== Try it ==
In the data below, which lines hold "catches"? Copy every one.

(Listed entries begins)

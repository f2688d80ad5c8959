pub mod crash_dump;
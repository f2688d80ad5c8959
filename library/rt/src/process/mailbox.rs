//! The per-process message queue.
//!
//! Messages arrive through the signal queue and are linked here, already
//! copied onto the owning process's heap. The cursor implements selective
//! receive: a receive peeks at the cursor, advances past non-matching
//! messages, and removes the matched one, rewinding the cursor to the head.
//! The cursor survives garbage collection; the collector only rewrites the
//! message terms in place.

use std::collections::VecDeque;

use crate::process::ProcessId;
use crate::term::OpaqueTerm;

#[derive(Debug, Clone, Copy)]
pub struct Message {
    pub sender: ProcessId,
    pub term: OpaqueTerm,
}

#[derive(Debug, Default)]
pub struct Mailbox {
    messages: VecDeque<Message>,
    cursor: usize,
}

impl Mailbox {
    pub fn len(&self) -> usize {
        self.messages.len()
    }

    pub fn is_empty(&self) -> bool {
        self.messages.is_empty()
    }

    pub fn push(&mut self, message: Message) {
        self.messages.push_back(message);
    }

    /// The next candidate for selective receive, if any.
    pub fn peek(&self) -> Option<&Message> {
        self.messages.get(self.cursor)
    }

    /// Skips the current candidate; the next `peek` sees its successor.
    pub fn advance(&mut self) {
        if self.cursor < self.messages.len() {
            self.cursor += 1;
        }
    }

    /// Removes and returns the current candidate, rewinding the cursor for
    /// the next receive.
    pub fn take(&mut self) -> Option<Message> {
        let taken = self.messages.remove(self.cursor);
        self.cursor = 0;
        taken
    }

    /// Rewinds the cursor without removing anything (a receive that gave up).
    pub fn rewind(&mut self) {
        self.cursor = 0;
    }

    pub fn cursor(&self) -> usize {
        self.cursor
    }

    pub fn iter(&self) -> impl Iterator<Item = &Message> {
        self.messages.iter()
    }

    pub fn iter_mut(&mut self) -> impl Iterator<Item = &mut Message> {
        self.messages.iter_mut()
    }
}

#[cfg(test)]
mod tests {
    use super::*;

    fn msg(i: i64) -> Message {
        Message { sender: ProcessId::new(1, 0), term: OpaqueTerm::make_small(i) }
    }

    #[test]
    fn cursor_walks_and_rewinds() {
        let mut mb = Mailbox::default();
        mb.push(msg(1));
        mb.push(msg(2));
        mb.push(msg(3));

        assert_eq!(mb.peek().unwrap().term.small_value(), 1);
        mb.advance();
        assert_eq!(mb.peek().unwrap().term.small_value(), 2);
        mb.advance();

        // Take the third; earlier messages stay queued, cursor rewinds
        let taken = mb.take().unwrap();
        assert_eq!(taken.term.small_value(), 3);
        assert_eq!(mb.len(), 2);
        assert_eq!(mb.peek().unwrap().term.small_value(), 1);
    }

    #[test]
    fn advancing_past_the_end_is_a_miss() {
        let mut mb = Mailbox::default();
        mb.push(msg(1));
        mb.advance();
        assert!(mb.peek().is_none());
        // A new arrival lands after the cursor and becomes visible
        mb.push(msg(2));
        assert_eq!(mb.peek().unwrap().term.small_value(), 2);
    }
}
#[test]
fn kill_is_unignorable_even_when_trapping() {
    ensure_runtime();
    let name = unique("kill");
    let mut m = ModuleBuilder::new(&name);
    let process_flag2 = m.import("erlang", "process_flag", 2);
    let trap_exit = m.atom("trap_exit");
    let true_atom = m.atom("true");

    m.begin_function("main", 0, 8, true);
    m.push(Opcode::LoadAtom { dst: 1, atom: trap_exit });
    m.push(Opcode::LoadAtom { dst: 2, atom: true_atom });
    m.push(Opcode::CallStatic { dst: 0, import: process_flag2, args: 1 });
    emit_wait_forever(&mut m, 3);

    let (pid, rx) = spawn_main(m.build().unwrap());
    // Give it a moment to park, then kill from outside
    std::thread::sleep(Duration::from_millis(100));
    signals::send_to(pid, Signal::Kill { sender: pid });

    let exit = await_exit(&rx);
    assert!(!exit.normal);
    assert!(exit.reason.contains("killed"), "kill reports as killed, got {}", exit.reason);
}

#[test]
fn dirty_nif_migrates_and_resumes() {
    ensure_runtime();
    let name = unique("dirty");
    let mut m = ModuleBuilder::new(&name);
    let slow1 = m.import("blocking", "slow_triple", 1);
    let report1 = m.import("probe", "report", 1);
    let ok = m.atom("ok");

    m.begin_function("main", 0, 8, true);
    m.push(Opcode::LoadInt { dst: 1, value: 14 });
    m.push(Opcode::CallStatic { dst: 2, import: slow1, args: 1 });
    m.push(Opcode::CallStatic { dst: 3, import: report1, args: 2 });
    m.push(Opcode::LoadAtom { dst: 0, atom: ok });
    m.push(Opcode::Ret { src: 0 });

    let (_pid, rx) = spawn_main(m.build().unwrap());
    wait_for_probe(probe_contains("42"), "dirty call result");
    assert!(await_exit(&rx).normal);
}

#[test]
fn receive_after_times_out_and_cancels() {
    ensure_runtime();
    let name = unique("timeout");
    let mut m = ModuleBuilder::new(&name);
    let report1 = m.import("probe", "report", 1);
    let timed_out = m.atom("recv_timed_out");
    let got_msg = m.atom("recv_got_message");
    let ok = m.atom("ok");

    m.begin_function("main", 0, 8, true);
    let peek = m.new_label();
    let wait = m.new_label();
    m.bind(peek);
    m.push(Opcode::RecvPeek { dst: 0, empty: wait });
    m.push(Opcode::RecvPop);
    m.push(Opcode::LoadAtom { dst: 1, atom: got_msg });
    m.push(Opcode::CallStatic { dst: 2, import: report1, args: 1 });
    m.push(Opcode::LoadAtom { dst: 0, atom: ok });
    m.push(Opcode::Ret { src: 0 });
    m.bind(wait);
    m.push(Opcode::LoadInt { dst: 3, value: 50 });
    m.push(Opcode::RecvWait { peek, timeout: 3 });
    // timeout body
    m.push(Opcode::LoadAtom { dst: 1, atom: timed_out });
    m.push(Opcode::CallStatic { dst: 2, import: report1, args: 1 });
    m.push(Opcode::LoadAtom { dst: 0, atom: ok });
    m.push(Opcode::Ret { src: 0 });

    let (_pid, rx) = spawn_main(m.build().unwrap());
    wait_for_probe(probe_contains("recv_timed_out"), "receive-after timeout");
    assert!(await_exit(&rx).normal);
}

(Listed entries ends)
(Listed entries begins)

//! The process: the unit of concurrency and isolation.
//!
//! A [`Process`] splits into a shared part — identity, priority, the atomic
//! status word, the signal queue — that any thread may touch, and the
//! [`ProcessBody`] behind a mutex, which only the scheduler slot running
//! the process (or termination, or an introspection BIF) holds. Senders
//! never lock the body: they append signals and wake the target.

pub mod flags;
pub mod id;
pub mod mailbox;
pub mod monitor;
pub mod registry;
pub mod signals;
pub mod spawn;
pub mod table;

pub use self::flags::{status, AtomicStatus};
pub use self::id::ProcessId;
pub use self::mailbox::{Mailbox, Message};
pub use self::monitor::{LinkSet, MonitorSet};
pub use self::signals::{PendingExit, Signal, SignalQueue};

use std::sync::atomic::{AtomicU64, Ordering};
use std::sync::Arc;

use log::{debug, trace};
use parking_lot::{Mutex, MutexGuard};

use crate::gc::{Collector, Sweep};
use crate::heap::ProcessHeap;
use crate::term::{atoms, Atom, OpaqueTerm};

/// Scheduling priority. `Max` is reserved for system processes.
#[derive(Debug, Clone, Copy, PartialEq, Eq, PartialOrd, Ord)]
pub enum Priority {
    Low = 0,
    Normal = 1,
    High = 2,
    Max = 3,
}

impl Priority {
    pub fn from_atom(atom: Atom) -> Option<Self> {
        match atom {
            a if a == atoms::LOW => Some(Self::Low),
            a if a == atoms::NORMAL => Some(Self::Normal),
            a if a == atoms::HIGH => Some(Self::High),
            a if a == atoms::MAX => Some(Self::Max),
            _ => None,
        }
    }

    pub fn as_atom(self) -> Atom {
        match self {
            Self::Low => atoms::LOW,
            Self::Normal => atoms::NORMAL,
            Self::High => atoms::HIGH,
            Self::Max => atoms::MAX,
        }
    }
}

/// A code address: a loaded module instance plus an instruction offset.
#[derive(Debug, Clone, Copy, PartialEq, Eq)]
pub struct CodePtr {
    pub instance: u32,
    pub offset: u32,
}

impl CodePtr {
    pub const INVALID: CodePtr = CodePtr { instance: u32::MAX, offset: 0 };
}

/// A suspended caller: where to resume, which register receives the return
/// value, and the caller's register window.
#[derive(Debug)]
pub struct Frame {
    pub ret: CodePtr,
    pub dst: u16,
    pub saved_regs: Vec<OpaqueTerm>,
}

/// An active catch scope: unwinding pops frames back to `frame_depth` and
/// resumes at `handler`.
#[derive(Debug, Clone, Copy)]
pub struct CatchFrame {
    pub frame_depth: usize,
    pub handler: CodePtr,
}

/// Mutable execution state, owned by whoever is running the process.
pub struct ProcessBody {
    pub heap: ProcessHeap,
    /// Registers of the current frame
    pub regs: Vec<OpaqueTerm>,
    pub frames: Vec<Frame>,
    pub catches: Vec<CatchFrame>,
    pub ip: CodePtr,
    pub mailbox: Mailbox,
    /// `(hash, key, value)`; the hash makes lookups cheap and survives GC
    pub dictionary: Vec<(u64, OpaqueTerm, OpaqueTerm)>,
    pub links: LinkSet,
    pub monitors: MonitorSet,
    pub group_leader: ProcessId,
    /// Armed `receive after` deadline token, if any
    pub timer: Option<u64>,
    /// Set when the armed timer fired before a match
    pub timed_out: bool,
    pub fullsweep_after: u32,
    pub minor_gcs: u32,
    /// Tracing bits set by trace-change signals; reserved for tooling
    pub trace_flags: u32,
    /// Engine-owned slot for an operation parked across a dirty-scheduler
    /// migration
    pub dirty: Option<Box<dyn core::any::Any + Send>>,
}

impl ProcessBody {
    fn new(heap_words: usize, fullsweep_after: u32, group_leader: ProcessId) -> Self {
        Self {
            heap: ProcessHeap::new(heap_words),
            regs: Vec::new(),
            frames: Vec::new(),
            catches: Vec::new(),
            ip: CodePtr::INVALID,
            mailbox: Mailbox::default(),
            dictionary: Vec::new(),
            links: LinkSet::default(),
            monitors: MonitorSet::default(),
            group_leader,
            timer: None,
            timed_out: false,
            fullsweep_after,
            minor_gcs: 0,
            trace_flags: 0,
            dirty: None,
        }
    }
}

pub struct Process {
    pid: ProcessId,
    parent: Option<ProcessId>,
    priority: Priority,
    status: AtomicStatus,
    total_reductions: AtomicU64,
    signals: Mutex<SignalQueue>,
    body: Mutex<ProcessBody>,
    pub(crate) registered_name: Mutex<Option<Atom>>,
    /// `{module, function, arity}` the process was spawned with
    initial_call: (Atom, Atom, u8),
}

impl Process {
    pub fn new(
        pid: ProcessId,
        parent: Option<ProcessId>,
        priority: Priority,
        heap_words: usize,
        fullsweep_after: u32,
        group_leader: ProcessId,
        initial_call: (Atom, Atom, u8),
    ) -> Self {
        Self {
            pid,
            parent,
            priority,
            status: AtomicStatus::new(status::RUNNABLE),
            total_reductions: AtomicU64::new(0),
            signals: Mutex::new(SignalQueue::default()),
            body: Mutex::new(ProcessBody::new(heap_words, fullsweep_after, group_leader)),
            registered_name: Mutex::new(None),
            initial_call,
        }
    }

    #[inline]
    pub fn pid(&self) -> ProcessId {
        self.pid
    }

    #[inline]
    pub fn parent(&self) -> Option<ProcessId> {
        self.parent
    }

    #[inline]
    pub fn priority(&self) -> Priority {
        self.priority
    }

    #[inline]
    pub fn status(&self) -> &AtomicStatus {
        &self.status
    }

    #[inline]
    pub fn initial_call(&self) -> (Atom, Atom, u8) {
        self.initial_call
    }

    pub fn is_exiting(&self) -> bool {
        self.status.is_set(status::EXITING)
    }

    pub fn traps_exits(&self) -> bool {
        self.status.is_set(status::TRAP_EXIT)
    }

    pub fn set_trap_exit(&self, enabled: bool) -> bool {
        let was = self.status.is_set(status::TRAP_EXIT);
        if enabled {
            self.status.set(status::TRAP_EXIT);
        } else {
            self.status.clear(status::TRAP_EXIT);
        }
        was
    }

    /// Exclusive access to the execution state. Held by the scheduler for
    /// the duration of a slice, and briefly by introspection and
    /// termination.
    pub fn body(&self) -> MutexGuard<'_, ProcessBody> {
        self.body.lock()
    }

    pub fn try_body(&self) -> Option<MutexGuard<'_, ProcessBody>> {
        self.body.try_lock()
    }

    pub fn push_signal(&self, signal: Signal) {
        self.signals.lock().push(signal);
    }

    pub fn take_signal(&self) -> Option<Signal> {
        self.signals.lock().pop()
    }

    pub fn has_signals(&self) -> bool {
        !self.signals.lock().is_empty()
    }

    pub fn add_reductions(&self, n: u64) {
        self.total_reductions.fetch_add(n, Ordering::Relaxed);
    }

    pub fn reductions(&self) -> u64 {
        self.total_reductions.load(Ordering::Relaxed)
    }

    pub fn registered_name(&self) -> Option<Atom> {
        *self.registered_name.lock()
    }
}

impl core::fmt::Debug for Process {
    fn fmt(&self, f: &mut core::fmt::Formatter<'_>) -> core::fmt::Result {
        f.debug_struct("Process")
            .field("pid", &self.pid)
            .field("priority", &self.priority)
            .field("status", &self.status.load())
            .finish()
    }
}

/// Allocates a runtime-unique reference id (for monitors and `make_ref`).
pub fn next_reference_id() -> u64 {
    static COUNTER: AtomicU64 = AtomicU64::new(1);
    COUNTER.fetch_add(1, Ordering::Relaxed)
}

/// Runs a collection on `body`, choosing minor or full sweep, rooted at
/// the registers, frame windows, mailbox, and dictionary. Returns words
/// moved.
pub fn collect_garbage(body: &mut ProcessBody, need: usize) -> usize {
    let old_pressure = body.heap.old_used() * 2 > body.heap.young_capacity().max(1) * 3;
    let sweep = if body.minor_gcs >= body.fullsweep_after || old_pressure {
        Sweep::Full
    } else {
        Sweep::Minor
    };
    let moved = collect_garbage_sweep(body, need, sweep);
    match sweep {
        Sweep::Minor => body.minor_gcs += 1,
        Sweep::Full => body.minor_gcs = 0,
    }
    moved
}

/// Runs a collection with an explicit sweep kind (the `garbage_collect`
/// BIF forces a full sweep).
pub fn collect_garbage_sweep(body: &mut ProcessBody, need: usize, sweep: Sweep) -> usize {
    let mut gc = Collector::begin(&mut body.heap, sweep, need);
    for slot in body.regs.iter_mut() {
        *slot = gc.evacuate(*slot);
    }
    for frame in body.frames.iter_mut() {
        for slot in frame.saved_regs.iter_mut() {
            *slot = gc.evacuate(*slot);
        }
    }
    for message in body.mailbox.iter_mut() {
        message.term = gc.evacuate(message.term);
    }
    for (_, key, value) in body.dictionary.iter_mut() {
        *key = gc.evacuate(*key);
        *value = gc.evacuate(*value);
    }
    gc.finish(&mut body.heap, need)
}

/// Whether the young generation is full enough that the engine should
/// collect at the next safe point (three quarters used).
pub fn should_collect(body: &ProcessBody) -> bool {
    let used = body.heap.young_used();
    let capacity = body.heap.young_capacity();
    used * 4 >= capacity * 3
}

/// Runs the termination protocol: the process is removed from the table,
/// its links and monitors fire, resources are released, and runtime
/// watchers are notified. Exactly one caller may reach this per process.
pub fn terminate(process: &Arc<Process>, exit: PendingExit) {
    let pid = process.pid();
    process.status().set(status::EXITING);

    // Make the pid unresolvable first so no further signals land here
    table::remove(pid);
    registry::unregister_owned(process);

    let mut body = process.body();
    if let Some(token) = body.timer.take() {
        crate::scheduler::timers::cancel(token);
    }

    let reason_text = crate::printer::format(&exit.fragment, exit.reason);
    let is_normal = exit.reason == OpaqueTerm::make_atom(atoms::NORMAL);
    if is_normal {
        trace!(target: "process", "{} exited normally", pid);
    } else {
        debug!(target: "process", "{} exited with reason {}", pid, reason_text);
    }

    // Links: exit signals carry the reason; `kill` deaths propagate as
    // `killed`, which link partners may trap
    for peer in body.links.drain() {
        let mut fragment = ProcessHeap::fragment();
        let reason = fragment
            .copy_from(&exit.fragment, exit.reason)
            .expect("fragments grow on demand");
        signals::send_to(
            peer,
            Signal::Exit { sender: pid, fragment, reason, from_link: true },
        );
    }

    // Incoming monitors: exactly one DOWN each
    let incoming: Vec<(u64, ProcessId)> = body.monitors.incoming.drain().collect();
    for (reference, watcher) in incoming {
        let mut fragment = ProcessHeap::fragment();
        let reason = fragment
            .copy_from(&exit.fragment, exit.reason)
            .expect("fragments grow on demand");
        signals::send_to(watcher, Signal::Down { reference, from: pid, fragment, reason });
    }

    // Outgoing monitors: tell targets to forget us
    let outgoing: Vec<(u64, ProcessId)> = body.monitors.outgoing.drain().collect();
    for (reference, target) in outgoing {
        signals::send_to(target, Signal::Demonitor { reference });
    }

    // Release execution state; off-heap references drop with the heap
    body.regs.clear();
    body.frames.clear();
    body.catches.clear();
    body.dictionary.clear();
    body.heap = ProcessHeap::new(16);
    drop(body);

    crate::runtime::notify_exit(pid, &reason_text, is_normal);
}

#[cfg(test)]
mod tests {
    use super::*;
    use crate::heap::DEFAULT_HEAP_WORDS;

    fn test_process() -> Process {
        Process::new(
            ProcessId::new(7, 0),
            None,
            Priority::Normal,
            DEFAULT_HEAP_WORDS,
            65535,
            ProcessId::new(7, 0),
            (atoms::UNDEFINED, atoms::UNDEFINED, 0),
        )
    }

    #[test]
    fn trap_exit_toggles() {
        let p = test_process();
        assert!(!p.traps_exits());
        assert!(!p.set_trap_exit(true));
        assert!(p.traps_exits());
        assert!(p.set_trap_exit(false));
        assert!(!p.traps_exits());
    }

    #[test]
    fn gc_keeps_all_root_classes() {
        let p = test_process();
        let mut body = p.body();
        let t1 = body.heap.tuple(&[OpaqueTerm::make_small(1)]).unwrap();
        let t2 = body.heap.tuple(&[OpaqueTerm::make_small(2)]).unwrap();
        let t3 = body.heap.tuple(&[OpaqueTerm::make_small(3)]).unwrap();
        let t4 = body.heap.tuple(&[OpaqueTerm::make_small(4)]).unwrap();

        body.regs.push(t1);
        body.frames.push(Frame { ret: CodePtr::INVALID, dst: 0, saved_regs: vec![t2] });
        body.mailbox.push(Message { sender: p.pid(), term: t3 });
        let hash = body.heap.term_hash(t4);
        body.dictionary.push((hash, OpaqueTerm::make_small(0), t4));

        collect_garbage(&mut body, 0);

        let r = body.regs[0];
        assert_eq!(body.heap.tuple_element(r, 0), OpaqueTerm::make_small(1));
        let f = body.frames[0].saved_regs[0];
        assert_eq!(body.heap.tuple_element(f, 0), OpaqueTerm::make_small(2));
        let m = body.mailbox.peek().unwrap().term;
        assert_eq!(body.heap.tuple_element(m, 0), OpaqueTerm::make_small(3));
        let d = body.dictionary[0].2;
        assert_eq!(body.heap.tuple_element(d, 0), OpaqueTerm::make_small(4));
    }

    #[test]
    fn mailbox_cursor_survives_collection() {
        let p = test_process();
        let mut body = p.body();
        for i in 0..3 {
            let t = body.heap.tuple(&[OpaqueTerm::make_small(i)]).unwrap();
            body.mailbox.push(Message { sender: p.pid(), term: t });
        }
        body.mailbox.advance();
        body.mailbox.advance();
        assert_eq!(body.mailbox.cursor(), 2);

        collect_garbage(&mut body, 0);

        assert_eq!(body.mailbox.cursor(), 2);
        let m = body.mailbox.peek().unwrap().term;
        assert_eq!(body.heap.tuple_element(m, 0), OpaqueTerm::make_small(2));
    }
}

(Listed entries ends)

== Answer ==
    pub catches: Vec<CatchFrame>,
            catches: Vec::new(),
    body.catches.clear();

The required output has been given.